A sergeant major from the Irish constabulary for each division, five sergeant
superintendents, one a black man, the others former soldiers from the Irish
constabulary, 21 sergeants, both white and coloured, 26 corporals of mixed
ancestry, three grades of constables, full strength 350, some of who were
European, the others mostly from Barbados "and two or three natives of
Trinidad in the whole force, who are usually wathless from stupidity. Besides
this stupidity, there is a great dislike to enter the force amongst the natives
and the dislike has existed for years." [Source?]
J.
N. Brierly came to Trinidad in 1874 to join the police force. Making a name for
himself as a detective, he became senior inspector and was instrumental in
laying out San Fernando and Port of Spain into beats. Fr. de Verteuil recounts
that he travelled extensively to all parts of the island on horseback, giving lectures
and instructions. Amongst those Irish were Darcy Costelloe, Fahay Flynn, Murphy
Peake and Fraser.
The
police force was to be severely tested in the last decade of the 19th century
with the Hosay Riots and with the Cannes Brulées Riots, when pitched battles
were fought both in the countryside and in Port of Spain between poui stick
wielding batonniers and policemen armed with riot batons. By 1890, the York and
Lancaster regiment that had been stationed at St. James barracks, left
Trinidad. They had been stationed here from the conquest, a distinguished corps
whose battle honours include the peninsular wars (March 29, 1815) to the 2nd battalion
Aribia (Feb 24, 1824), to the whole regiment India (December 12, 1826). To this
day, buttons are found bearing the distinctive rose and the numbers 65 and 84.
A
great many Irish policemen were to stay on in Trinidad and marry into local
families both black and white.
In
1903, the force now considerably strengthened and housed at St. James barracks
in quarters vacated by the York & Lancaster regiment, assumed a military
character and was turned out in force to deal with the rioters of the Water
Riots, who subsequently succeeded in burning down the Red House. Former
commissioner Eustace Bernard, who entered the Police Barracks in 1934,
remembers a police force cast in the model of the old school, 2000 strong,
commanded by Colonel A.S. Mavrogordato, "every officer was white and with
few exceptions came from the United Kindgom. They were termed commissioned
officers."
Their
appointments had to be published in the Royal Gazette, an official British
publication.
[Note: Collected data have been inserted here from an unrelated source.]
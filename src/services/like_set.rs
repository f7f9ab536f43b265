// Like Set - (user, post) membership with an atomic toggle

use std::sync::Arc;
use tracing::info;

use crate::core::{PostId, UserId};
use crate::error::{AppError, AppResult};
use crate::infrastructure::database::{EntityStore, StoreTransaction};
use crate::models::{now_millis_precision, to_millis, LikeOutcome, LikeToggle, NotificationKind};
use crate::services::notification_engine::NotificationEngine;

#[derive(Clone)]
pub struct LikeSet {
    store: Arc<dyn EntityStore>,
    notifications: NotificationEngine,
}

impl LikeSet {
    pub fn new(store: Arc<dyn EntityStore>, notifications: NotificationEngine) -> Self {
        Self {
            store,
            notifications,
        }
    }

    /// Flip membership of (user, post) and report the resulting state.
    ///
    /// The delete runs first so the transaction holds the write lock before
    /// anything is decided; the (user, post) primary key rules out a second
    /// row even if two toggles race.
    pub async fn toggle(
        &self,
        tx: &mut StoreTransaction,
        user: &UserId,
        post_id: PostId,
    ) -> AppResult<LikeToggle> {
        if self.store.delete_like(tx, user, post_id).await? {
            let likes_count = self.store.count_likes(tx, post_id).await?;
            info!("{} unliked post {} ({} likes)", user, post_id, likes_count);
            return Ok(LikeToggle {
                outcome: LikeOutcome::Unliked,
                likes_count,
            });
        }

        let post = self
            .store
            .get_post(tx, post_id)
            .await?
            .ok_or_else(|| AppError::NotFound(format!("Post {} not found", post_id)))?;

        let inserted = self
            .store
            .insert_like(tx, user, post_id, to_millis(now_millis_precision()))
            .await?;
        if inserted {
            self.notifications
                .notify(tx, &post.author, user, NotificationKind::Like, Some(post_id))
                .await?;
        }

        let likes_count = self.store.count_likes(tx, post_id).await?;
        info!("{} liked post {} ({} likes)", user, post_id, likes_count);
        Ok(LikeToggle {
            outcome: LikeOutcome::Liked,
            likes_count,
        })
    }

    pub async fn likes_count(&self, tx: &mut StoreTransaction, post_id: PostId) -> AppResult<u64> {
        self.store.count_likes(tx, post_id).await
    }
}
use chrono::{DateTime, Utc};
use serde::{Deserialize, Serialize};
use std::fmt;

use crate::core::{FriendRequestId, UserId};
use crate::error::{AppError, AppResult};

#[derive(Debug, Clone, Copy, PartialEq, Eq, Hash, Serialize, Deserialize)]
#[serde(rename_all = "snake_case")]
pub enum FriendRequestStatus {
    Pending,
    Accepted,
    Rejected,
}

impl FriendRequestStatus {
    pub fn as_str(&self) -> &'static str {
        match self {
            FriendRequestStatus::Pending => "pending",
            FriendRequestStatus::Accepted => "accepted",
            FriendRequestStatus::Rejected => "rejected",
        }
    }

    pub fn parse(value: &str) -> AppResult<Self> {
        match value {
            "pending" => Ok(FriendRequestStatus::Pending),
            "accepted" => Ok(FriendRequestStatus::Accepted),
            "rejected" => Ok(FriendRequestStatus::Rejected),
            other => Err(AppError::Internal(format!(
                "Unknown friend request status '{}'",
                other
            ))),
        }
    }

    /// Accepted and rejected are terminal
    pub fn is_terminal(&self) -> bool {
        !matches!(self, FriendRequestStatus::Pending)
    }
}

impl fmt::Display for FriendRequestStatus {
    fn fmt(&self, f: &mut fmt::Formatter<'_>) -> fmt::Result {
        f.write_str(self.as_str())
    }
}

/// The receiver's answer to a pending request
#[derive(Debug, Clone, Copy, PartialEq, Eq, Serialize, Deserialize)]
#[serde(rename_all = "snake_case")]
pub enum FriendRequestDecision {
    Accept,
    Reject,
}

impl FriendRequestDecision {
    pub fn target_status(self) -> FriendRequestStatus {
        match self {
            FriendRequestDecision::Accept => FriendRequestStatus::Accepted,
            FriendRequestDecision::Reject => FriendRequestStatus::Rejected,
        }
    }
}

/// Directed request row; friendship is derived from accepted rows in either direction
#[derive(Debug, Clone, PartialEq, Eq, Serialize, Deserialize)]
pub struct FriendRequest {
    pub id: FriendRequestId,
    pub sender: UserId,
    pub receiver: UserId,
    pub status: FriendRequestStatus,
    pub created_at: DateTime<Utc>,
}

#[derive(Debug, Clone, PartialEq, Eq, Serialize, Deserialize)]
pub struct Follow {
    pub follower: UserId,
    pub following: UserId,
    pub created_at: DateTime<Utc>,
}
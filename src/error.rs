use axum::{
    http::StatusCode,
    response::{IntoResponse, Response},
    Json,
};
use serde_json::json;
use std::fmt;

#[derive(Debug)]
pub enum AppError {
    SelfReference(String),
    DuplicateRequest(String),
    InvalidTransition(String),
    Unauthorized(String),
    NotFound(String),
    NotAParticipant(String),
    EmptyParticipants(String),
    Validation(String),
    // Store failures
    StoreUnavailable(String),
    Internal(String),
}

impl AppError {
    /// Only connectivity problems are worth retrying; every other kind is
    /// permanent for the same inputs.
    pub fn is_transient(&self) -> bool {
        matches!(self, AppError::StoreUnavailable(_))
    }

    /// Stable machine-readable name of the error kind.
    pub fn kind(&self) -> &'static str {
        match self {
            AppError::SelfReference(_) => "self_reference",
            AppError::DuplicateRequest(_) => "duplicate_request",
            AppError::InvalidTransition(_) => "invalid_transition",
            AppError::Unauthorized(_) => "unauthorized",
            AppError::NotFound(_) => "not_found",
            AppError::NotAParticipant(_) => "not_a_participant",
            AppError::EmptyParticipants(_) => "empty_participants",
            AppError::Validation(_) => "validation",
            AppError::StoreUnavailable(_) => "store_unavailable",
            AppError::Internal(_) => "internal",
        }
    }
}

impl fmt::Display for AppError {
    fn fmt(&self, f: &mut fmt::Formatter<'_>) -> fmt::Result {
        match self {
            AppError::SelfReference(msg) => write!(f, "Self reference: {}", msg),
            AppError::DuplicateRequest(msg) => write!(f, "Duplicate request: {}", msg),
            AppError::InvalidTransition(msg) => write!(f, "Invalid transition: {}", msg),
            AppError::Unauthorized(msg) => write!(f, "Unauthorized: {}", msg),
            AppError::NotFound(msg) => write!(f, "Not found: {}", msg),
            AppError::NotAParticipant(msg) => write!(f, "Not a participant: {}", msg),
            AppError::EmptyParticipants(msg) => write!(f, "Empty participants: {}", msg),
            AppError::Validation(msg) => write!(f, "Validation error: {}", msg),
            AppError::StoreUnavailable(msg) => write!(f, "Store unavailable: {}", msg),
            AppError::Internal(msg) => write!(f, "Internal error: {}", msg),
        }
    }
}

impl std::error::Error for AppError {}

impl IntoResponse for AppError {
    fn into_response(self) -> Response {
        let (status, error_message) = match &self {
            AppError::SelfReference(msg)
            | AppError::DuplicateRequest(msg)
            | AppError::InvalidTransition(msg)
            | AppError::EmptyParticipants(msg)
            | AppError::Validation(msg) => (StatusCode::BAD_REQUEST, msg.clone()),
            AppError::Unauthorized(msg) | AppError::NotAParticipant(msg) => {
                (StatusCode::FORBIDDEN, msg.clone())
            }
            AppError::NotFound(msg) => (StatusCode::NOT_FOUND, msg.clone()),
            AppError::StoreUnavailable(msg) => {
                tracing::error!("Store unavailable: {}", msg);
                (
                    StatusCode::SERVICE_UNAVAILABLE,
                    "Service temporarily unavailable".to_string(),
                )
            }
            AppError::Internal(msg) => {
                tracing::error!("Internal error: {}", msg);
                (StatusCode::INTERNAL_SERVER_ERROR, "Internal server error".to_string())
            }
        };

        let body = Json(json!({
            "error": error_message,
            "kind": self.kind(),
            "status": status.as_u16()
        }));

        (status, body).into_response()
    }
}

impl From<sqlx::Error> for AppError {
    fn from(err: sqlx::Error) -> Self {
        match &err {
            sqlx::Error::PoolTimedOut | sqlx::Error::PoolClosed | sqlx::Error::Io(_) => {
                AppError::StoreUnavailable(err.to_string())
            }
            sqlx::Error::Database(db_err) => {
                // SQLITE_BUSY (5) and SQLITE_LOCKED (6), including extended codes
                let busy = db_err
                    .code()
                    .and_then(|code| code.parse::<i32>().ok())
                    .map(|code| matches!(code & 0xff, 5 | 6))
                    .unwrap_or(false);
                if busy {
                    AppError::StoreUnavailable(err.to_string())
                } else {
                    AppError::Internal(err.to_string())
                }
            }
            _ => AppError::Internal(err.to_string()),
        }
    }
}

impl From<anyhow::Error> for AppError {
    fn from(err: anyhow::Error) -> Self {
        AppError::Internal(err.to_string())
    }
}

pub type AppResult<T> = Result<T, AppError>;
Bernard recalls that the highest rank a constable could get was
sergeant major. He remembers the three local men who rose to that rank as Sgt.
Major Rose of the ... department, Sgt. Major Woods in charge of training and
Sgt. Major Williams in charge of police headquarters. There was a Sergeants' Mess for non-commissioned
officers of the rank of sergeant and above, where no one below that rank may
enter and in a similar manner the Officers' Mess.
In
those days, there was no such thing as a 44-hour week. Men in training worked
for their officers, "making up beds, sweeping floors, cleaning yards and
boots, chopping wood etc." Eustace Bernard was in fact the first local man of colour to rise from the rank of constable to that of Commissioner of Police.